As for the battle between the LMA and the ET, stay tuned.

LMA Manual


  • Roger says:

    This is a great article. Over here in Mississippi were are only allowed to use dual-lumen combitubes as a rescue airway. I hope LMA’s come soon, I inserted plenty of those during my rotations. Getting an airway quick is always the best course of action. I am thinking of one tube attempt then combitube. Though I still have 20 more days until school is over

  • tom says:

    Does your service use King airways ? We have had great luck with them here in Virginia

  • Medic5 says:

    I’m still not 100% sold on the combitubes(never dealt with the LMA) they just don’t seem like as good of an airway based 100% off of my experiance with no actual concrete data to back my opinion. Then again I work for an agency who uses passive airflow thru a nonrebreather with an NPA/OPA for codes while we take care of everything else first then do an advanced airway, so my views on the matter may be a bit different then those of others.

  • medicscribe says:

    We don’t, but a service I oversee does and has had good luck with them, although like the LMA, they can buckle over on themselves.

  • Ian says:

    We use the KingLTs here. I haven’t had the opportunity to use one yet, but I hear from my colleagues that they are very easy to use.

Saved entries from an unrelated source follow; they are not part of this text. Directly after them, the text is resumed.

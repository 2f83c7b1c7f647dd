//! Model checker binary.
//!
//! ```text
//! stateless-mc [--config=<file.toml>] [--cfg=model-check/<key>:<value>]...
//!              [--log=<filter>] [--log-format=text|json] [--stats-json=<file>]
//!              (--scenario=<file.toml> | <program> [args...])
//! ```
//!
//! With `--scenario`, the scripted program runs inside the checker. Otherwise
//! `<program>` is started and checked over the control socket.
//!
//! The exit code tells what was found: 0 when nothing, 1 for a property violation,
//! 3 for a deadlock, 5 for a non-determinism, 6 for a data race, 63 for a crash.

use stateless_mc::app::Scenario;
use stateless_mc::config::SYSTEM_STATISTICS_ENV;
use stateless_mc::observability::init_tracing;
use stateless_mc::{CheckerConfig, ExplorationContext, InProcessApp, McError, ProcessApp, RemoteApp};
use std::path::PathBuf;
use std::sync::Arc;
use tracing::{error, info};

/// Exit code of usage and checker failures
const FAILURE: i32 = 64;

struct Args {
    config: CheckerConfig,
    scenario: Option<PathBuf>,
    stats_json: Option<PathBuf>,
    program: Option<PathBuf>,
    program_args: Vec<String>,
}

fn parse_args() -> Result<Args, McError> {
    let mut argv = std::env::args().skip(1).peekable();
    let mut flags = Vec::new();
    let mut config_file = None;
    let mut scenario = None;
    let mut stats_json = None;

    while let Some(arg) = argv.next_if(|a| a.starts_with("--")) {
        if let Some(path) = arg.strip_prefix("--config=") {
            config_file = Some(PathBuf::from(path));
        } else if let Some(path) = arg.strip_prefix("--scenario=") {
            scenario = Some(PathBuf::from(path));
        } else if let Some(path) = arg.strip_prefix("--stats-json=") {
            stats_json = Some(PathBuf::from(path));
        } else if let Some(filter) = arg.strip_prefix("--log=") {
            flags.push(format!("log:{}", filter));
        } else if let Some(format) = arg.strip_prefix("--log-format=") {
            flags.push(format!("log-format:{}", format));
        } else {
            flags.push(arg);
        }
    }

    let mut config = match &config_file {
        Some(path) => CheckerConfig::from_file(path)?,
        None => CheckerConfig::default(),
    };
    for flag in &flags {
        config.apply_flag(flag)?;
    }
    config.apply_env();
    config.validate()?;

    let program = argv.next().map(PathBuf::from);
    Ok(Args {
        config,
        scenario,
        stats_json,
        program,
        program_args: argv.collect(),
    })
}

fn run(args: Args) -> Result<i32, McError> {
    let remote: Box<dyn RemoteApp> = match (&args.scenario, args.program) {
        (Some(path), _) => {
            let scenario = Scenario::from_file(path)?;
            info!("Checking the scenario {}", path.display());
            Box::new(InProcessApp::scripted(Arc::new(scenario))?)
        }
        (None, Some(program)) => {
            info!("Checking {}", program.display());
            Box::new(ProcessApp::spawn(program, args.program_args, &args.config)?)
        }
        (None, None) => {
            return Err(McError::Internal(
                "nothing to check: give a program or --scenario=<file>".to_string(),
            ))
        }
    };

    let mut ctx = ExplorationContext::new(args.config, remote)?;
    let outcome = ctx.run()?;
    if let Some(path) = &args.stats_json {
        let json = serde_json::to_string_pretty(&ctx.stats())
            .map_err(|e| McError::Internal(format!("cannot serialize the statistics: {}", e)))?;
        std::fs::write(path, json)?;
    }
    if outcome.bug().is_none() {
        info!("No property violation found.");
    }
    Ok(outcome.exit_status().code())
}

fn main() {
    let args = match parse_args() {
        Ok(args) => args,
        Err(e) => {
            eprintln!("stateless-mc: {}", e);
            eprintln!(
                "usage: stateless-mc [--config=<file>] [--cfg=model-check/<key>:<value>]... (--scenario=<file> | <program> [args...])"
            );
            eprintln!(
                "       set {} to get a memory report at the end",
                SYSTEM_STATISTICS_ENV
            );
            std::process::exit(FAILURE);
        }
    };
    init_tracing(&args.config.log);

    let code = match run(args) {
        Ok(code) => code,
        Err(e) => {
            error!("Model checking failed: {}", e);
            FAILURE
        }
    };
    std::process::exit(code);
}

    When I did my OR rotation I had the opportunity to put in a few LMAs and I always had difficulty with them folding back. The anesthetists typically combat that issue by running a finger along the hard palate and flipping the tip back into position. I never had much success with the LMAs. They just seem too finicky compared to the other available adjuncts.

  • Harrison says:

    We use combitubes here. They work great, you just shove it in and you have good placement most of the time.

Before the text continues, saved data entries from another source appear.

impl BugKind {
    pub fn exit_status(&self) -> ExitStatus {
        match self {
            BugKind::Deadlock => ExitStatus::Deadlock,
            BugKind::AssertionFailure { .. } => ExitStatus::Safety,
            BugKind::ProgramCrash(_) => ExitStatus::ProgramCrash,
            BugKind::DataRace(_) => ExitStatus::DataRace,
            BugKind::NonDeterminism { .. } => ExitStatus::NonDeterminism,
        }
    }

    /// The finding carried by `e`, or `e` itself when it is a checker failure.
    pub(crate) fn from_finding(e: McError) -> Result<BugKind, McError> {
        match e {
            McError::AssertionFailed(message) => Ok(BugKind::AssertionFailure { message }),
            McError::ProgramCrash(status) => Ok(BugKind::ProgramCrash(status)),
            McError::NonDeterminism(message) => Ok(BugKind::NonDeterminism { message }),
            other => Err(other),
        }
    }

    fn title(&self) -> &'static str {
        match self {
            BugKind::Deadlock => "*** DEADLOCK DETECTED ***",
            BugKind::AssertionFailure { .. } => "*** PROPERTY NOT VALID ***",
            BugKind::ProgramCrash(_) => "** CRASH IN THE PROGRAM **",
            BugKind::DataRace(_) => "*** DATA RACE DETECTED ***",
            BugKind::NonDeterminism { .. } => "*** NON-DETERMINISM DETECTED ***",
        }
    }
}

/// A counter-example, with everything needed to replay it.
#[derive(Debug, Clone, PartialEq, Eq)]
pub struct BugReport {
    pub kind: BugKind,
    /// One line per transition, from the initial state
    pub trace: Vec<String>,
    pub record_trace: RecordTrace,
    /// Last transition after which no correct execution remained, when searched for
    pub critical_transition: Option<String>,
}

impl BugReport {
    pub fn exit_status(&self) -> ExitStatus {
        self.kind.exit_status()
    }
}

/// How a search ended, or that it goes on.
#[derive(Debug, Clone, PartialEq, Eq)]
pub enum SearchOutcome {
    Continue,
    FoundBug(Box<BugReport>),
    ExhaustedCleanly,
    /// Only while looking for the critical transition
    ReachedCorrectExecution,
}

impl SearchOutcome {
    pub fn is_continue(&self) -> bool {
        matches!(self, SearchOutcome::Continue)
    }

    pub fn bug(&self) -> Option<&BugReport> {
        match self {
            SearchOutcome::FoundBug(report) => Some(&**report),
            _ => None,
        }
    }

    pub fn exit_status(&self) -> ExitStatus {
        self.bug()
            .map_or(ExitStatus::Success, BugReport::exit_status)
    }
}

/// Counters of one run.
#[derive(Debug, Clone, Default, PartialEq, Eq, Serialize, Deserialize)]
pub struct ExplorationStats {
    /// States created, duplicates included
    pub expanded_states: u64,
    /// Transitions executed or replayed
    pub visited_states: u64,
    /// Executions that reached a state without enabled actors
    pub explored_traces: u64,
    pub backtracks: u64,
    pub replayed_transitions: u64,
    pub errors: u64,
    pub timed_out: bool,
}

/// Hooks called at the milestones of an exploration. Every method defaults to doing
/// nothing.
pub trait ExplorationObserver {
    fn on_exploration_start(&mut self) {}
    fn on_state_creation(&mut self, _state: &State) {}
    fn on_transition_execute(&mut self, _transition: &Transition) {}
    fn on_backtracking(&mut self) {}
    fn on_restore_state(&mut self, _state: &State) {}
    fn on_transition_replay(&mut self, _transition: &Transition) {}
    fn on_log_state(&mut self, _stats: &ExplorationStats) {}
}

/// Where restorations start when the path to a state has no checkpoint.
#[derive(Debug, Clone, Default)]
pub(crate) struct RestoreBase {
    pub checkpoint: Option<CheckpointId>,
    pub prefix: Vec<(Aid, u32)>,
}

/// Result of executing one transition from a state.
pub(crate) enum StepOutcome {
    Reached {
        child: StateId,
        transition: Arc<Transition>,
    },
    /// The step failed. On `Continue`, the app is back at the state the step started from.
    Stopped(SearchOutcome),
}

/// Everything one run shares.
pub struct ExplorationContext {
    pub(crate) config: CheckerConfig,
    pub(crate) remote: Box<dyn RemoteApp>,
    pub(crate) arena: StateArena,
    pub(crate) strategy: Box<dyn ExplorationStrategy>,
    pub(crate) reduction: Box<dyn Reduction>,
    pub(crate) stats: ExplorationStats,
    pub(crate) looking_for_critical: bool,
    pub(crate) base: RestoreBase,
    pub(crate) rng: DeterministicRng,
    observers: Vec<Box<dyn ExplorationObserver>>,
    dot: Option<DotWriter>,
    traces: Option<MazurkiewiczTraces>,
    reports: Vec<BugReport>,
    started: Instant,
    fd_limit: Option<u64>,
}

    I did my medic clinicals for an agency that used the king tube and all I heard was how bad they were due to the fact that they rarely seat well, possible barotrauma due to balloon inflation and insertion procedure, the fact that you have to pull the tube back out of the airway (and I heard stories of how the tube was pulled out all the way by an EMT).

    For me, it’s either an ET tube or combitube. Keep it simple.